Die Mindestsicherung nach § 18a Abs 2 AVG verhindert – entgegen der Ansicht der Beklagten – nicht nur eine Unterversorgung des Betreuten während der Teilnahme an der Maßnahme; sie gewährleistet auch, daß die Regellohnfiktion des § 182 Abs 2 Satz 3 RVO nicht zweckwidrig zu stark von dem tatsächlich erzielten regelmäßigen Arbeitsentgelt des Versicherten abweicht. Denn der Berechnung des Übg nach § 18a Abs 2 AVG ist das „auf ein Jahr bezogene tarifliche Arbeitsentgelt” der Berufsgruppe zugrunde zu legen, welcher der Betreute ohne die Behinderung/Teilnahme an der Maßnahme angehören würde. Aus dem Zusammenwirken der vorgenannten Bestimmungen erhellt, daß durch die Regellohnfiktion des § 182 Abs 5 Satz 3 RVO im übrigen zufällige Schwankungen des nach Monaten bemessenen Arbeitsentgelts eines Arbeitnehmers für die Höhe des Übg unbeachtlich sind. Die von den Vorinstanzen angenommene planwidrige Gesetzeslücke besteht also nicht.

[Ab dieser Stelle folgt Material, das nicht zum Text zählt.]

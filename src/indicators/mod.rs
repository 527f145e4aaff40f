// =============================================================================
// Technical Indicators Module
// =============================================================================
//
// Pure, side-effect-free indicator calculators. Short lookback is never an
// error: it shows up as `None` points. Only malformed input (zero periods,
// unordered keys, mismatched lengths) is rejected with a `SeriesError`.

pub mod bollinger;
pub mod ichimoku;
pub mod sma;

pub use bollinger::{compute_bollinger_bands, DEFAULT_MULTIPLIER};
pub use ichimoku::{compute_ichimoku, IchimokuLines, IchimokuParams};
pub use sma::calculate_sma;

Mit dieser Rechtsprechung weicht der erkennende Senat nicht von den von der Beklagten in Bezug genommenen Entscheidungen des 3. Senats des BSG (BSGE 35, 126 = SozR Nr 57 zu § 182 RVO; BSGE 36, 55 = SozR Nr 59 zu § 182 RVO) iS von § 42 SGG ab. Der Senat hat bereits aufgezeigt (BSG SozR 2200 § 1241 Nr 11), daß der 3. Senat im Urteil vom 23. Januar 1973 (BSGE 35, 126) über wesentlich anders gelagerte Rechtsfragen entschieden hat. Gleiches gilt für das Urteil des 3. Senats vom 22. Juni 1973 (BSGE 36, 55), in dem über die Bedeutung wiederholter, durch eine Zwischenbeschäftigung unterbrochener Arbeitsunfähigkeit für die Feststellung des maßgebenden Bemessungszeitraums zu entscheiden war. In beiden vorgenannten Urteilen hat auch der 3. Senat des BSG nicht die Auffassung vertreten, das Krankengeld sei aus dem Durchschnittswert des in den letzten drei Monaten erzielten Arbeitsentgelts zu berechnen. Schon deswegen ist nicht näher darzulegen, daß der 3. Senat des BSG jeweils ausdrücklich darauf hingewiesen hat, er habe nicht darüber zu entscheiden, wie der Regellohn festzustellen ist, wenn der Arbeitnehmer ein nach Monaten bemessenes Arbeitsentgelt erzielt hat. In diesem Zusammenhang ist schließlich darauf hinzuweisen, daß § 182 Abs 5 Satz 1 und 2 RVO anders als Satz 3 aaO keine gesetzliche Fiktion des maßgeblichen Regellohns enthält.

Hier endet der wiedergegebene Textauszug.